6. Sebastian Vettel (2007-2009)
43 starts, 125 points (@ 2.907). 5 wins, 5 pole positions, 3 fastest laps. Best championship: 2nd (2009).
An outstanding arrival on the scene, Vettel became the youngest ever Formula 1 points scorer on his debut at Indianapolis in 2007. Later moving to Toro Rosso, he led the Japanese Grand Prix in the streaming wet before crashing out of third. By way of compensation, the following week he finished 4th. A new star was being born. The following season came consistency and speed, including an improbable but dazzling win from the front in Monza. His move to Red Bull's senior team brought yet more success and a runners-up place in the standings. A multiple world champion, just waiting for his chance.
Highlight: Winning for Toro Rosso at Monza in 2008.
5. Jenson Button (2000-2009)
170 starts, 327 points (@ 1.924). 7 wins, 7 pole positions, 2 fastest laps. 2009 Formula 1 World Champion.

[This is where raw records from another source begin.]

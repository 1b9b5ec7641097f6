//! Reading compressed report files.
//!
//! A `.flarereport` is a single zstd frame wrapping the protobuf payload.

pub mod zstd;

pub use self::zstd::decompress;

use crate::utils::error::InputError;
use log::{debug, info};
use std::path::Path;

/// Read a report file and return the decompressed payload
///
/// **Public** - main entry point for input
///
/// # Errors
/// * `InputError::ReadFailed` - file missing or unreadable
/// * `InputError::Empty` - file has no bytes
/// * `InputError::Decompress` - not a valid zstd stream
pub fn read_report(input_path: impl AsRef<Path>) -> Result<Vec<u8>, InputError> {
    let input_path = input_path.as_ref();

    info!("Reading report: {}", input_path.display());

    let compressed = std::fs::read(input_path).map_err(|source| InputError::ReadFailed {
        path: input_path.to_path_buf(),
        source,
    })?;

    if compressed.is_empty() {
        return Err(InputError::Empty(input_path.to_path_buf()));
    }

    let payload = decompress(&compressed)?;

    debug!(
        "Decompressed {} bytes into {} bytes",
        compressed.len(),
        payload.len()
    );

    Ok(payload)
}
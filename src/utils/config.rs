//! Configuration and constants for the CLI.

/// Default schema location, relative to the working directory
pub const DEFAULT_PROTO_PATH: &str = "proto/flare_report.proto";

/// Default decoder identifier (looked up as `<identifier>.binpb`)
pub const DEFAULT_DECODER_MODULE: &str = "flare_report";

/// Root message of a flare report
pub const DEFAULT_ROOT_MESSAGE: &str = "ProfilerData";

/// Schema compiler invoked when no prebuilt decoder is found
pub const DEFAULT_PROTOC: &str = "protoc";

/// File extension of serialized `FileDescriptorSet`s
pub const DESCRIPTOR_SET_EXTENSION: &str = "binpb";

// Environment overrides (also wired into the CLI flags)
pub const DECODER_PATH_ENV: &str = "FLARE_DECODER_PATH";
pub const PROTOC_ENV: &str = "FLARE_PROTOC";

/// Prefix for the implicit scratch directory
pub const SCRATCH_DIR_PREFIX: &str = "flare-decoder-";
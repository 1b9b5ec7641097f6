//! Utility modules for configuration and error handling.

pub mod error;
pub mod config;

// Re-export commonly used error types for convenience
pub use error::{DecodeError, DecoderError, InputError, OutputError};
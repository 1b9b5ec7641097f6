//! Zstandard decompression.

use crate::utils::error::InputError;

/// Decompress a complete zstd buffer
///
/// Concatenated frames are decoded back to back. Truncated frames and
/// non-zstd input fail with `InputError::Decompress`.
pub fn decompress(data: &[u8]) -> Result<Vec<u8>, InputError> {
    zstd::stream::decode_all(data).map_err(InputError::Decompress)
}
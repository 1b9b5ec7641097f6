//! Decoder resolution for report payloads.
//!
//! This module handles:
//! - Locating prebuilt descriptor sets on a search path
//! - Compiling the schema with an external compiler when none exist
//! - Managing the scratch directory for generated output
//! - Decoding protobuf bytes into dynamic messages

pub mod compiler;
pub mod descriptor;
pub mod resolver;
pub mod scratch;
pub mod search_path;

// Re-export main types
pub use compiler::{Protoc, SchemaCompiler};
pub use descriptor::{Decoder, DecoderOrigin};
pub use resolver::{remediation_hint, resolve_decoder, DecoderRequest};
pub use scratch::ScratchDir;
pub use search_path::SearchPath;
//! CLI command implementations.
//!
//! Commands orchestrate the various library components to perform user tasks.

pub mod convert;

// Re-export main command functions
pub use convert::{execute_convert, execute_convert_with, validate_args, ConvertArgs, ConvertSummary};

He arrived a relatively unheralded 20 year old at Williams in 2000 and impressed everyone. A future world champion, was the line. Well, he got there in the end. But if the fun in anything is in the journey rather than the arrival, Button will be enjoying his success more than most. A disappointing second season at Benetton had people questioning his motivation, an accusation which would repeatedly rear its ugly head whenever Button went through any kind of rough patch. However, when the car was underneath him he was always brilliant. His first podium in Formula 1 in 2004 was followed by 11 more that season, and after a trying start to 2006 Button outscored all his competitors in the second half of the year. The surprise of 2009 is not that Button is a world champion, but that it took so long for all the necessary factors to align.
Highlight: Winning the 2009 Monaco Grand Prix, having pulled the rabbit out of the hat at just the right moment throughout the weekend.
4. Lewis Hamilton (2007-2009)
52 races, 256 points (@ 4.923). 11 wins, 17 pole positions, 3 fastest laps. 2008 Formula 1 World Champion.
The decade's outstanding debutant. Hamilton arrived in 2007 as the GP2 champion, with a reputation for speed, aggression and resolve. He promptly finished on the podium for every one of his first 8 races, winning 2. Inexperience cost him a remarkable debut season title, but he was not to be denied in 2008, becoming the youngest man to ever win the world crown. His most impressive year of all, however, has been 2009. Battling against expectation and adversity in a very poor car, he and the team developed as the year went on, winning two races before the season was out. He could possibly be the most complete driver now in Formula 1.
Highlight: In a season where the field would normally be separated, front to back, by between 1 and 1.5 seconds, taking pole position in Abu Dhabi by 0.7 seconds, with more fuel onboard than the second-placed driver.
3. Kimi Räikkönen (2001-2009)
156 starts, 573 points (@ 3.673). 18 wins, 16 pole positions, 35 fastest laps. 2007 Formula 1 World Champion.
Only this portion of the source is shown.